INC-24-0026 confirmed high NYC MyCity AI Chatbot Advises Businesses to Break the Law (2024)
Microsoft developed and New York City government deployed NYC MyCity chatbot (Microsoft Azure AI), harming Small business owners who may have acted on illegal advice and Workers, tenants, and consumers whose rights were undermined by the chatbot's guidance ; contributing factors included hallucination tendency, insufficient safety testing, and accountability vacuum.
Incident Details
| Date Occurred | 2024-03 | Severity | high |
| Evidence Level | corroborated | Impact Level | Institution |
| Domain | Information Integrity | ||
| Primary Pattern | PAT-INF-004 Misinformation & Hallucinated Content | ||
| Secondary Patterns | PAT-CTL-004 Overreliance & Automation Bias | ||
| Regions | north america, united states | ||
| Sectors | Government, Technology | ||
| Affected Groups | General Public, Workers, Vulnerable Communities, Government Institutions | ||
| Exposure Pathways | Direct Interaction, Algorithmic Decision Impact | ||
| Causal Factors | Hallucination Tendency, Insufficient Safety Testing, Accountability Vacuum | ||
| Assets & Technologies | Large Language Models, Decision Automation | ||
| Entities | Microsoft(developer), ·New York City government(deployer, victim) | ||
| Harm Types | rights violation, operational | ||
New York City's MyCity chatbot, launched by Mayor Eric Adams in October 2023 to help small business owners navigate city regulations, was found by investigative journalists at The Markup and THE CITY to provide advice that violated local, state, and federal law. The chatbot told employers they could take workers' tips (violating New York Labor Law), told landlords they did not have to accept Section 8 vouchers (violating NYC income-source discrimination law), said it was legal to lock out tenants, and claimed there were no restrictions on residential rent. Built on Microsoft Azure AI at a cost of approximately $600,000, the chatbot remained active despite the findings until it was shut down in January 2026.
Incident Summary
In March 2024, investigative journalists at The Markup and THE CITY documented that New York City’s MyCity chatbot — an AI tool launched by Mayor Eric Adams in October 2023 to help small business owners navigate city regulations — was providing advice that violated local, state, and federal law.[1]
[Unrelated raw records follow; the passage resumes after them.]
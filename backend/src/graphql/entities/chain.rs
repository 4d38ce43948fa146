use async_graphql::SimpleObject;
use protocol_macros::{GraphQLEntity, GraphQLOperations, GraphQLRelations};
use serde::{Deserialize, Serialize};

use crate::graphql::scalars::Timestamp;

#[derive(
    GraphQLEntity,
    GraphQLRelations,
    GraphQLOperations,
    SimpleObject,
    Clone,
    Debug,
    Serialize,
    Deserialize,
)]
#[graphql(name = "Chain", complex, rename_fields = "snake_case")]
#[graphql_entity(table = "chain", plural = "Chains")]
#[relation(name = "contributions", target = "Contribution", has_many = "chain_id")]
pub struct Chain {
    #[primary_key]
    pub id: i32,

    pub name: String,

    #[unique]
    pub chain_id: String,

    #[graphql(name = "createdAt")]
    pub created_at: Timestamp,

    #[graphql(name = "updatedAt")]
    pub updated_at: Timestamp,
}
//! Typed GraphQL client for the protocol API
//!
//! The frontend's data hooks, expressed as Rust: list and attribute
//! contributions ([`ProtocolClient`]), page through them
//! ([`pager::ContributionInfiniteList`]), attribute many at once
//! ([`bulk::BulkDaoAttribution`]) and validate form input ([`forms`]).

pub mod bulk;
pub mod forms;
pub mod pager;

use chrono::{DateTime, Utc};
use reqwest::Client;
use serde::de::DeserializeOwned;
use serde::{Deserialize, Serialize};
use serde_json::{Value, json};
use thiserror::Error;
use tracing::debug;

pub use bulk::{BulkDaoAttribution, BulkOutcome, BulkProgress, ContributionUpdater};
pub use forms::{BulkDaoAttributeFormValues, FieldErrors};
pub use pager::{ContributionInfiniteList, SelectOption, dao_select_options, recent_contributions_for_dao};

/// Error class reported by the server in `extensions.code`
#[derive(Debug, Clone, Copy, PartialEq, Eq)]
pub enum ErrorKind {
    NotFound,
    Validation,
    ConstraintViolation,
    TransientIo,
    Internal,
}

impl ErrorKind {
    pub fn from_code(code: Option<&str>) -> Self {
        match code {
            Some("NOT_FOUND") => ErrorKind::NotFound,
            Some("BAD_USER_INPUT") => ErrorKind::Validation,
            Some("CONSTRAINT_VIOLATION") => ErrorKind::ConstraintViolation,
            Some("TRANSIENT_IO") => ErrorKind::TransientIo,
            _ => ErrorKind::Internal,
        }
    }
}

#[derive(Debug, Error)]
pub enum ClientError {
    /// The request never produced a GraphQL response
    #[error("transport error: {0}")]
    Transport(#[from] reqwest::Error),

    #[error("{message}")]
    Api { kind: ErrorKind, message: String },

    #[error("unexpected response: {0}")]
    Decode(String),

    #[error("invalid form input: {0}")]
    Validation(FieldErrors),
}

impl ClientError {
    /// Error class, with transport failures counted as transient
    pub fn kind(&self) -> ErrorKind {
        match self {
            ClientError::Transport(_) => ErrorKind::TransientIo,
            ClientError::Api { kind, .. } => *kind,
            ClientError::Decode(_) => ErrorKind::Internal,
            ClientError::Validation(_) => ErrorKind::Validation,
        }
    }
}

#[derive(Debug, Deserialize)]
struct GraphqlResponse<T> {
    data: Option<T>,
    #[serde(default)]
    errors: Vec<GraphqlError>,
}

#[derive(Debug, Deserialize)]
struct GraphqlError {
    message: String,
    #[serde(default)]
    extensions: Option<Value>,
}

impl From<GraphqlError> for ClientError {
    fn from(err: GraphqlError) -> Self {
        let code = err
            .extensions
            .as_ref()
            .and_then(|ext| ext.get("code"))
            .and_then(Value::as_str);
        ClientError::Api {
            kind: ErrorKind::from_code(code),
            message: err.message,
        }
    }
}

#[derive(Debug, Clone, PartialEq, Serialize, Deserialize)]
pub struct DaoSummary {
    pub id: i32,
    pub name: Option<String>,
}

#[derive(Debug, Clone, PartialEq, Serialize, Deserialize)]
pub struct DaoLink {
    pub guild: DaoSummary,
}

#[derive(Debug, Clone, PartialEq, Serialize, Deserialize)]
pub struct StatusSummary {
    pub name: String,
}

/// Row shape used by the contribution tables
#[derive(Debug, Clone, PartialEq, Serialize, Deserialize)]
pub struct ContributionSummary {
    pub id: i32,
    pub name: String,
    pub user_id: i32,
    pub date_of_engagement: DateTime<Utc>,
    pub status: StatusSummary,
    pub guilds: Vec<DaoLink>,
}

const CONTRIBUTION_FIELDS: &str = "id name user_id date_of_engagement status { name } guilds { guild { id name } }";

/// Arguments of a list query; filters and ordering use the API's input shapes.
#[derive(Debug, Clone, Default)]
pub struct ListArgs {
    pub filter: Option<Value>,
    pub order_by: Option<Value>,
    pub cursor: Option<i32>,
    pub take: Option<i32>,
    pub skip: Option<i32>,
}

impl ListArgs {
    fn variables(&self) -> Value {
        json!({
            "where": self.filter,
            "orderBy": self.order_by,
            "cursor": self.cursor.map(|id| json!({ "id": id })),
            "take": self.take,
            "skip": self.skip,
        })
    }
}

/// GraphQL client over HTTP
#[derive(Debug, Clone)]
pub struct ProtocolClient {
    http: Client,
    endpoint: String,
}

impl ProtocolClient {
    /// `base_url` is the server root, e.g. `http://localhost:4000`
    pub fn new(base_url: &str) -> Self {
        Self::with_client(Client::new(), base_url)
    }

    pub fn with_client(http: Client, base_url: &str) -> Self {
        Self {
            http,
            endpoint: format!("{}/graphql", base_url.trim_end_matches('/')),
        }
    }

    /// Run one operation and decode `data`. The first GraphQL error wins.
    pub async fn execute<T: DeserializeOwned>(&self, query: &str, variables: Value) -> Result<T, ClientError> {
        debug!(endpoint = %self.endpoint, "GraphQL request");
        let response: GraphqlResponse<T> = self
            .http
            .post(&self.endpoint)
            .json(&json!({ "query": query, "variables": variables }))
            .send()
            .await?
            .error_for_status()?
            .json()
            .await?;

        if let Some(err) = response.errors.into_iter().next() {
            return Err(err.into());
        }
        response
            .data
            .ok_or_else(|| ClientError::Decode("response has neither data nor errors".to_string()))
    }

    pub async fn list_contributions(&self, args: &ListArgs) -> Result<Vec<ContributionSummary>, ClientError> {
        #[derive(Deserialize)]
        struct Data {
            contributions: Vec<ContributionSummary>,
        }

        let query = format!(
            "query ListContributions($where: ContributionWhereInput, $orderBy: [ContributionOrderByInput!], \
             $cursor: ContributionWhereUniqueInput, $take: Int, $skip: Int) {{ \
             contributions(where: $where, orderBy: $orderBy, cursor: $cursor, take: $take, skip: $skip) {{ {} }} }}",
            CONTRIBUTION_FIELDS
        );
        let data: Data = self.execute(&query, args.variables()).await?;
        Ok(data.contributions)
    }

    pub async fn list_daos(&self, filter: Option<Value>) -> Result<Vec<DaoSummary>, ClientError> {
        #[derive(Deserialize)]
        struct Data {
            guilds: Vec<DaoSummary>,
        }

        let query = "query ListDaos($where: GuildWhereInput) { guilds(where: $where) { id name } }";
        let data: Data = self.execute(query, json!({ "where": filter })).await?;
        Ok(data.guilds)
    }

    /// DAOs the user is a member of
    pub async fn daos_for_user(&self, user_id: i32) -> Result<Vec<DaoSummary>, ClientError> {
        self.list_daos(Some(json!({
            "users": { "some": { "user_id": { "equals": user_id } } }
        })))
        .await
    }

    pub async fn attribute_contribution(
        &self,
        contribution_id: i32,
        dao_id: Option<i32>,
    ) -> Result<ContributionSummary, ClientError> {
        #[derive(Deserialize)]
        #[serde(rename_all = "camelCase")]
        struct Data {
            attribute_contribution_to_dao: ContributionSummary,
        }

        let query = format!(
            "mutation Attribute($contributionId: Int!, $daoId: Int) {{ \
             attributeContributionToDao(contributionId: $contributionId, daoId: $daoId) {{ {} }} }}",
            CONTRIBUTION_FIELDS
        );
        let data: Data = self
            .execute(&query, json!({ "contributionId": contribution_id, "daoId": dao_id }))
            .await?;
        Ok(data.attribute_contribution_to_dao)
    }
}

#[cfg(test)]
mod tests {
    use super::*;
    use pretty_assertions::assert_eq;

    #[test]
    fn error_codes_map_to_kinds() {
        assert_eq!(ErrorKind::from_code(Some("NOT_FOUND")), ErrorKind::NotFound);
        assert_eq!(ErrorKind::from_code(Some("BAD_USER_INPUT")), ErrorKind::Validation);
        assert_eq!(ErrorKind::from_code(None), ErrorKind::Internal);

        let err: ClientError = GraphqlError {
            message: "Contribution not found".into(),
            extensions: Some(json!({ "code": "NOT_FOUND" })),
        }
        .into();
        assert_eq!(err.kind(), ErrorKind::NotFound);
        assert_eq!(err.to_string(), "Contribution not found");
    }

    #[test]
    fn list_args_become_variables() {
        let args = ListArgs {
            cursor: Some(7),
            take: Some(11),
            skip: Some(1),
            ..Default::default()
        };
        assert_eq!(
            args.variables(),
            json!({ "where": null, "orderBy": null, "cursor": { "id": 7 }, "take": 11, "skip": 1 })
        );
    }

    #[test]
    fn endpoint_is_normalised() {
        let client = ProtocolClient::new("http://localhost:4000/");
        assert_eq!(client.endpoint, "http://localhost:4000/graphql");
    }
}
The chatbot, built on Microsoft Azure AI at a cost of approximately $600,000, told employers they could take workers’ tips (violating New York Labor Law Section 196-d), told landlords they did not have to accept Section 8 housing vouchers (violating NYC income-source discrimination law), said it was legal to lock out tenants, claimed there were no restrictions on residential rent (ignoring NYC rent stabilization laws), and told tenants they could not withhold rent for needed repairs. It also provided incorrect minimum wage information ($15/hour instead of the then-current $16) and suggested restaurants could refuse cash payments (violating a 2020 NYC Council law).[2]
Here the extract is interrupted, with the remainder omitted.